Cuando se escucha hablar de los grandes delanteros en una Copa del Mundo, a la mente del aficionado al fútbol promedio suele venirse la imagen del Matador, Mario Alberto Kempes.

En 1978, el atacante cordobés fue la máxima figura y goleador de la Selección argentina que se coronó campeona del mundo ante su afición. Sin embargo, aquel Mundial estuvo muy lejos de ser perfecto para él.

Kempes era el único futbolista argentino que jugaba fuera de su país. Ya había sido dos veces goleador del campeonato local y, como ficha del Valencia español, había conseguido dos pichichis de la Liga, lo que ponía todos los reflectores sobre él, pero en la cancha las cosas no salieron para nada bien.

En los primeros tres partidos del Mundial el arco se le cerró. Argentina venció 2-1 a Hungría en el debut y 2-1 a Francia en la segunda jornada, pero cayó 0-1 ante Italia. Kempes jugó los 270 minutos y no fue ni la sombra del Matador que solía ser.

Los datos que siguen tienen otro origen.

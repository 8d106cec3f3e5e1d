//! Worker pool and cancellation.
//!
//! Samplers hand batches of points to a [`WorkerPool`]; each point is
//! evaluated independently against the shared, read-only pipeline. Results
//! come back in input order whatever the thread count, so ordered samplers
//! (grid, ensemble halves) write deterministic output.

use cosmix_types::ErrorCode;
use rayon::prelude::*;
use std::sync::atomic::{AtomicBool, Ordering};
use std::sync::Arc;
use thiserror::Error;
use tracing::debug;

/// Failure to start the worker threads.
#[derive(Debug, Error)]
#[error("failed to start worker pool with {threads} threads: {message}")]
pub struct PoolError {
    pub threads: usize,
    pub message: String,
}

impl ErrorCode for PoolError {
    fn code(&self) -> &'static str {
        "POOL_BUILD_FAILED"
    }

    fn is_recoverable(&self) -> bool {
        false
    }
}

/// Evaluates batches, serially or on a dedicated rayon pool.
pub struct WorkerPool {
    threads: usize,
    pool: Option<rayon::ThreadPool>,
}

impl WorkerPool {
    /// Creates a pool; `threads <= 1` evaluates on the calling thread.
    ///
    /// # Errors
    ///
    /// [`PoolError`] if the threads cannot be spawned.
    pub fn new(threads: usize) -> Result<Self, PoolError> {
        let threads = threads.max(1);
        let pool = if threads > 1 {
            let pool = rayon::ThreadPoolBuilder::new()
                .num_threads(threads)
                .thread_name(|i| format!("cosmix-worker-{i}"))
                .build()
                .map_err(|e| PoolError {
                    threads,
                    message: e.to_string(),
                })?;
            Some(pool)
        } else {
            None
        };
        debug!(threads, "Worker pool ready");
        Ok(Self { threads, pool })
    }

    /// A pool that always runs on the calling thread.
    #[must_use]
    pub fn serial() -> Self {
        Self {
            threads: 1,
            pool: None,
        }
    }

    #[must_use]
    pub fn threads(&self) -> usize {
        self.threads
    }

    /// Maps `f` over `items`, preserving order.
    ///
    /// Either path reports the error of the earliest failing item. The
    /// serial path stops there; the parallel path evaluates every item.
    ///
    /// # Errors
    ///
    /// The first `Err`, in input order, returned by `f`.
    pub fn map<T, R, E, F>(&self, items: &[T], f: F) -> Result<Vec<R>, E>
    where
        T: Sync,
        R: Send,
        E: Send,
        F: Fn(&T) -> Result<R, E> + Sync + Send,
    {
        match &self.pool {
            Some(pool) => pool
                .install(|| items.par_iter().map(&f).collect::<Vec<_>>())
                .into_iter()
                .collect(),
            None => items.iter().map(f).collect(),
        }
    }
}

impl std::fmt::Debug for WorkerPool {
    fn fmt(&self, f: &mut std::fmt::Formatter<'_>) -> std::fmt::Result {
        f.debug_struct("WorkerPool")
            .field("threads", &self.threads)
            .finish()
    }
}

/// Shared cancellation flag.
///
/// Cloned into signal handlers; checked before every batch and every
/// evaluation.
#[derive(Debug, Clone, Default)]
pub struct CancelToken(Arc<AtomicBool>);

impl CancelToken {
    #[must_use]
    pub fn new() -> Self {
        Self::default()
    }

    /// Requests cancellation.
    pub fn cancel(&self) {
        self.0.store(true, Ordering::SeqCst);
    }

    #[must_use]
    pub fn is_cancelled(&self) -> bool {
        self.0.load(Ordering::SeqCst)
    }
}

#[cfg(test)]
mod tests {
    use super::*;

    #[test]
    fn serial_and_parallel_agree() {
        let items: Vec<u64> = (0..100).collect();
        let square = |x: &u64| Ok::<_, String>(x * x);

        let serial = WorkerPool::serial().map(&items, square).expect("serial");
        let parallel = WorkerPool::new(4)
            .expect("pool")
            .map(&items, square)
            .expect("parallel");
        assert_eq!(serial, parallel);
        assert_eq!(parallel[10], 100);
    }

    #[test]
    fn errors_propagate() {
        let items = vec![1, 2, 3];
        let result = WorkerPool::new(2)
            .expect("pool")
            .map(&items, |&x| if x == 2 { Err("two") } else { Ok(x) });
        assert_eq!(result, Err("two"));
    }

    #[test]
    fn earliest_error_wins_in_parallel() {
        let items: Vec<u32> = (0..400).collect();
        let fail_late_items = |&x: &u32| {
            // Later items fail fast, the earliest failing item is slow.
            if x == 7 {
                std::thread::sleep(std::time::Duration::from_millis(20));
            }
            if x == 7 || x > 300 {
                Err(x)
            } else {
                Ok(x)
            }
        };
        for pool in [WorkerPool::serial(), WorkerPool::new(4).expect("pool")] {
            assert_eq!(pool.map(&items, fail_late_items), Err(7));
        }
    }

    #[test]
    fn zero_threads_is_serial() {
        assert_eq!(WorkerPool::new(0).expect("pool").threads(), 1);
    }

    #[test]
    fn cancel_token_shared() {
        let token = CancelToken::new();
        let clone = token.clone();
        assert!(!token.is_cancelled());
        clone.cancel();
        assert!(token.is_cancelled());
    }
}
//! Identifier types for cosmix.
//!
//! Run identifiers are random (one per invocation of the run driver);
//! module identifiers are deterministic so the same pipeline configuration
//! produces the same ids across processes, which keeps chain metadata
//! comparable between resumed runs.

use serde::{Deserialize, Serialize};
use uuid::{uuid, Uuid};

/// Namespace UUID for deterministic UUID v5 generation.
const COSMIX_NAMESPACE: Uuid = uuid!("3b1f6a52-7c0e-4d8b-9a63-2f54c1e0d9a7");

/// Identifier of a configured pipeline module.
///
/// `name` is the pipeline entry (the configuration section the module reads)
/// and `kind` is the registered implementation. The UUID is derived from
/// both, so two pipelines that instantiate the same implementation under the
/// same section name agree on the id.
///
/// # Example
///
/// ```
/// use cosmix_types::ModuleId;
///
/// let a = ModuleId::new("sn_like", "gaussian_likelihood");
/// let b = ModuleId::new("sn_like", "gaussian_likelihood");
/// assert_eq!(a, b);
/// assert_eq!(a.fqn(), "gaussian_likelihood::sn_like");
/// ```
#[derive(Debug, Clone, PartialEq, Eq, Hash, Serialize, Deserialize)]
pub struct ModuleId {
    /// Deterministic identifier.
    pub uuid: Uuid,
    /// Pipeline entry / configuration section name.
    pub name: String,
    /// Registered implementation name.
    pub kind: String,
}

impl ModuleId {
    /// Creates a module id for `name` implemented by `kind`.
    #[must_use]
    pub fn new(name: impl Into<String>, kind: impl Into<String>) -> Self {
        let name = name.into();
        let kind = kind.into();
        Self {
            uuid: Uuid::new_v5(&COSMIX_NAMESPACE, format!("{kind}:{name}").as_bytes()),
            name,
            kind,
        }
    }

    /// Creates an id whose implementation shares the section name.
    #[must_use]
    pub fn builtin(name: impl Into<String>) -> Self {
        let name = name.into();
        Self::new(name.clone(), name)
    }

    /// Returns `kind::name`.
    #[must_use]
    pub fn fqn(&self) -> String {
        format!("{}::{}", self.kind, self.name)
    }
}

impl std::fmt::Display for ModuleId {
    fn fmt(&self, f: &mut std::fmt::Formatter<'_>) -> std::fmt::Result {
        write!(f, "{}::{}", self.kind, self.name)
    }
}

/// Identifier of one run of the driver.
#[derive(Debug, Clone, Copy, PartialEq, Eq, Hash, Serialize, Deserialize)]
pub struct RunId(pub Uuid);

impl RunId {
    /// Creates a new random run id.
    #[must_use]
    pub fn new() -> Self {
        Self(Uuid::new_v4())
    }

    /// Returns the inner UUID.
    #[must_use]
    pub fn uuid(&self) -> Uuid {
        self.0
    }
}

impl Default for RunId {
    fn default() -> Self {
        Self::new()
    }
}

impl std::fmt::Display for RunId {
    fn fmt(&self, f: &mut std::fmt::Formatter<'_>) -> std::fmt::Result {
        write!(f, "{}", self.0)
    }
}

#[cfg(test)]
mod tests {
    use super::*;

    #[test]
    fn module_id_deterministic() {
        let a = ModuleId::new("consistency", "consistency");
        let b = ModuleId::builtin("consistency");
        assert_eq!(a, b);
        assert_eq!(a.uuid, b.uuid);
    }

    #[test]
    fn module_id_depends_on_kind() {
        let a = ModuleId::new("like", "gaussian_likelihood");
        let b = ModuleId::new("like", "background");
        assert_ne!(a.uuid, b.uuid);
    }

    #[test]
    fn run_ids_unique() {
        assert_ne!(RunId::new(), RunId::new());
    }

    #[test]
    fn module_id_serde_roundtrip() {
        let id = ModuleId::new("sn", "gaussian_likelihood");
        let json = serde_json::to_string(&id).expect("serialize ModuleId");
        let back: ModuleId = serde_json::from_str(&json).expect("deserialize ModuleId");
        assert_eq!(id, back);
    }
}
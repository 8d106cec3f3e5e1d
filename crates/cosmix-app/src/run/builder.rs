//! Builder for a run.

use super::{execute, RunSummary};
use crate::RunError;
use cosmix_runtime::output::OutputWriter;
use cosmix_runtime::{CancelToken, ModuleRegistry, Overrides, Reporter, StdoutReporter, Variables};
use std::path::{Path, PathBuf};
use std::sync::Arc;

/// Builder for one run of a parameter file.
///
/// Everything but the parameter file is optional: the builtin module
/// registry, stdout reporting, a fresh cancel token, `[runtime] threads`
/// and the `[output]` writer are used by default.
///
/// # Example
///
/// ```no_run
/// use cosmix_app::RunBuilder;
/// use cosmix_runtime::{Overrides, Variables};
///
/// let summary = RunBuilder::new("demos/params.toml")
///     .overrides(Overrides::new().with("runtime", "sampler", "grid"))
///     .variables(Variables::new().with("cosmological_parameters", "h0", "0.7"))
///     .threads(4)
///     .run()?;
/// println!("{} samples", summary.samples);
/// # Ok::<(), cosmix_app::RunError>(())
/// ```
pub struct RunBuilder {
    pub(super) params: PathBuf,
    pub(super) overrides: Overrides,
    pub(super) variables: Variables,
    pub(super) registry: ModuleRegistry,
    pub(super) reporter: Arc<dyn Reporter>,
    pub(super) cancel: CancelToken,
    pub(super) threads: Option<usize>,
    pub(super) skip_env: bool,
    pub(super) output: Option<Box<dyn OutputWriter>>,
}

impl RunBuilder {
    /// Creates a builder for the given parameter file.
    #[must_use]
    pub fn new(params: impl Into<PathBuf>) -> Self {
        Self {
            params: params.into(),
            overrides: Overrides::new(),
            variables: Variables::new(),
            registry: ModuleRegistry::with_builtins(),
            reporter: Arc::new(StdoutReporter),
            cancel: CancelToken::new(),
            threads: None,
            skip_env: false,
            output: None,
        }
    }

    pub fn params(&self) -> &Path {
        &self.params
    }

    /// Option overrides (`section.key=value`).
    #[must_use]
    pub fn overrides(mut self, overrides: Overrides) -> Self {
        self.overrides = overrides;
        self
    }

    /// Parameter injections (`section.key=value`).
    #[must_use]
    pub fn variables(mut self, variables: Variables) -> Self {
        self.variables = variables;
        self
    }

    /// Replaces the module registry.
    #[must_use]
    pub fn registry(mut self, registry: ModuleRegistry) -> Self {
        self.registry = registry;
        self
    }

    /// Sets the reporting stream.
    #[must_use]
    pub fn reporter(mut self, reporter: Arc<dyn Reporter>) -> Self {
        self.reporter = reporter;
        self
    }

    /// Shares a cancel token with the caller (for example a signal handler).
    #[must_use]
    pub fn cancel_token(mut self, cancel: CancelToken) -> Self {
        self.cancel = cancel;
        self
    }

    /// Worker threads, taking precedence over `[runtime] threads`.
    #[must_use]
    pub fn threads(mut self, threads: usize) -> Self {
        self.threads = Some(threads);
        self
    }

    /// Skips `${VAR}` expansion and `COSMIX_*` overrides.
    #[must_use]
    pub fn skip_env_vars(mut self) -> Self {
        self.skip_env = true;
        self
    }

    /// Writes samples to `output` instead of the `[output]` writer.
    #[must_use]
    pub fn output(mut self, output: Box<dyn OutputWriter>) -> Self {
        self.output = Some(output);
        self
    }

    /// Runs to completion.
    ///
    /// # Errors
    ///
    /// See [`RunError`]. Configuration errors are returned before any
    /// module executes.
    pub fn run(self) -> Result<RunSummary, RunError> {
        execute(self)
    }
}

impl std::fmt::Debug for RunBuilder {
    fn fmt(&self, f: &mut std::fmt::Formatter<'_>) -> std::fmt::Result {
        f.debug_struct("RunBuilder")
            .field("params", &self.params)
            .field("overrides", &self.overrides)
            .field("variables", &self.variables)
            .field("registry", &self.registry)
            .field("threads", &self.threads)
            .finish_non_exhaustive()
    }
}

Ahora se venía la segunda fase y los goles de la estrella argentina tenían que aparecer sí o sí. Y la solución llegó de donde menos imaginaban. Aquella era la época de los pantaloncillos cortos, las melenas al viento y las patillas largas, y por supuesto que el astro argentino estaba a la moda.

Kempes llegó al Mundial luciendo la cabellera larga y suelta, y sobre el rostro, un frondoso bigote en forma de herradura… Hasta que el técnico César Luis Menotti le dio una sugerencia.

El Flaco había visitado a Kempes en Valencia antes de la Copa del Mundo. Por entonces no tenía bigote y anotaba con frecuencia, así que, al ver la preocupación del delantero por su falta de puntería, les soltó una idea cargada de lógica y superstición: “¿Por qué no te afeitás, a ver si te cambia la suerte?”, le dijo.

El Matador siguió el consejo y a partir de ahí comenzó a escribir la historia por la que hoy lo conoce el mundo entero. En el siguiente partido, le marcó dos goles a Polonia (2-0), y luego dos goles más a Perú (6-0), para sellar el boleto argentino a la gran final contra Holanda.

Y ese 25 de junio de 1978, en el estadio Monumental de Buenos Aires, llegó el broche de oro. Al minuto 38’, Kempes se rifó el físico, remató de izquierda y abrió el marcador con el primero de sus dos goles esa tarde.

El segundo fue su gran obra de arte. En el primer tiempo extra, el 10 argentino se abrió camino como un tanque entre la zaga naranja y, a los revolcones, terminó punteando el balón para darle a su equipo la ventaja que le valdría el título mundial.

“No sé si fue suerte o coincidencia, pero el bigote tenía que irse, ese fue el comienzo de un nuevo capítulo para mí”, contó después del Mundial el, ahora sí, confirmado Matador.